Pernicka, Susanne ; Lücking, Stefan ; Ellmer, Markus:
Wissensarbeit und Profession – Zwei Grundformen hochqualifizierter Arbeit zwischen Autonomie und Verwertungslogik.
In: Haipeter, Thomas (Hrsg:): Angestellte Revisited : Arbeit, Interessen und Herausforderungen für Interessenvertretungen. Wiesbaden : VS Verlag für Sozialwissenschaften, 2016, S. 183–202.
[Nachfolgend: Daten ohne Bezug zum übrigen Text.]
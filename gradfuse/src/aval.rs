//! Abstract values: the `(shape, dtype)` summary of a tensor.

use std::fmt;

use gradfuse_ir::DType;
use serde::{Deserialize, Serialize};

/// Shape and dtype of a tensor, without its storage. Every tracer and IR
/// binder carries exactly one.
#[derive(Debug, Clone, PartialEq, Eq, Hash, Serialize, Deserialize)]
pub struct ShapedArray {
    pub shape: Vec<usize>,
    pub dtype: DType,
}

impl ShapedArray {
    pub fn new(shape: Vec<usize>, dtype: DType) -> ShapedArray {
        ShapedArray { shape, dtype }
    }

    pub fn scalar(dtype: DType) -> ShapedArray {
        ShapedArray {
            shape: vec![],
            dtype,
        }
    }

    pub fn ndim(&self) -> usize {
        self.shape.len()
    }

    /// Element count; 1 for the empty shape.
    pub fn size(&self) -> usize {
        self.shape.iter().product()
    }

    pub fn byte_size(&self) -> usize {
        self.size() * self.dtype.size_in_bytes()
    }

    pub fn is_scalar(&self) -> bool {
        self.shape.is_empty()
    }
}

impl fmt::Display for ShapedArray {
    fn fmt(&self, f: &mut fmt::Formatter<'_>) -> fmt::Result {
        write!(f, "{}[", self.dtype)?;
        for (k, d) in self.shape.iter().enumerate() {
            if k > 0 {
                write!(f, ",")?;
            }
            write!(f, "{d}")?;
        }
        write!(f, "]")
    }
}

#[cfg(test)]
mod tests {
    use super::*;

    #[test]
    fn test_display() {
        let a = ShapedArray::new(vec![2, 3], DType::Float32);
        assert_eq!(a.to_string(), "float32[2,3]");
        assert_eq!(ShapedArray::scalar(DType::Bool).to_string(), "bool[]");
    }

    #[test]
    fn test_scalar_size() {
        assert_eq!(ShapedArray::scalar(DType::Float32).size(), 1);
        assert_eq!(ShapedArray::new(vec![4, 5], DType::Int32).size(), 20);
    }
}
ISBN 978-3-658-11232-5DOI 10.1007/978-3-658-11233-2_8

Angestellte Revisited (Cover) Susanne Pernicka, Stefan Lücking und Markus Ellmer befassen sich in ihrem Beitrag mit der Frage, welche Handlungsrationalitäten hochqualifizierte Beschäftigte auf unterschiedlichen institutionellen Feldern antreiben. Dabei unterscheiden sie zwei institutionelle Logiken zur Kontrolle wissensbasierter und schöpferischer Tätigkeiten, Wissensarbeit und Professionsarbeit. Im Unterschied zur Professionsarbeit zeichnet sich Wissensarbeit dadurch aus, dass es kaum soziale Schließungen und Begrenzung der Konkurrenz gibt und dass deshalb der Wettbewerbsdruck stärker und zugleich die Zielorientierungen der Beschäftigten denen des Managements näher sind. Aus beiden Gründen ist den AutorInnen zufolge die Bereitschaft der Wissensarbeiter zur kollektiven Organisierung ihrer Interessen geringer als die der Professionsarbeiter, die sich stärker in professionellen Verbänden oder auch Gewerkschaften organisieren.